You are looking at an older version of the documentation. The latest version is found here.

Starting the Builder

You can start the query builder from any SQL tab by clicking on the down arrow in the icon bar and selecting Open XML/JSON query builder:

Builder Elements

This is what a full query builder looks like:

The builder consists of several panes which we will describe below.

Source Pane

The most important part of the builder is the source pane. You have two options to choose from:

Select the File source tab and get your data from an accessible file that lies in your file system. To use this, you must have a data source of type File connected and the appropriate right to read files in this directory.
Select the Web service tab and get your data from a REST API which allows you to retrieve data via URL and maybe some additional parameters (please refer to the section Communicating with Web Services to see how to set the parameters for Web Service access). In order to get the data, you must have a data source of type Web service.

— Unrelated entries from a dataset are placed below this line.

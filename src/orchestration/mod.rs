//! Execution layer.
//!
//! This module turns resolved plans into runs: the runner invokes single
//! actions, the scheduler drives a plan with bounded parallelism, the
//! orchestrator is the entry point callers use, and the watch controller
//! re-enters the orchestrator when files change.

mod context;
mod orchestrator;
mod report;
mod runner;
mod scheduler;
mod watch;

pub use context::{RunContext, RunId, RunOptions};
pub use orchestrator::Orchestrator;
pub use report::{Failure, RunReport, TaskOutcome, TaskReport};
pub use runner::TaskRunner;
pub use scheduler::{Scheduler, SchedulerEvent};
pub use watch::{
    WatchBinding, WatchController, WatchEvent, WatchHandle, WatchState, WatchSummary,
    DEFAULT_DEBOUNCE_MS,
};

After selecting the correct data source, click on the folder icon and select a file from the opening dialogue:

Selecting an encoding for XML (Source Pane)

The default value for the encoding field is UTF-8. If the selected XML file contains encoding information in its prologue, this encoding will be selected, the notification "The encoding is specified in XML file" will be displayed, and the encoding combobox will be disabled:

For a web service, encoding will be set when the Apply button is pressed if the XML content type is selected and the prologue contains encoding information. When you select the same XML source again, the encoding will be set immediately, the notification "The encoding will be specified in XML source" will be displayed, and the encoding combobox will be disabled.

Preview Pane

This pane contains two tabs that help you get the query builder to do as you wish. You can use the tab labelled Source data preview to check what the actual data looks like. You will see all the details as if the data were presented to you in a simple text file. No columns, just many lines of XML or JSON code. You can use this tab to see what you need to specify as a root element later.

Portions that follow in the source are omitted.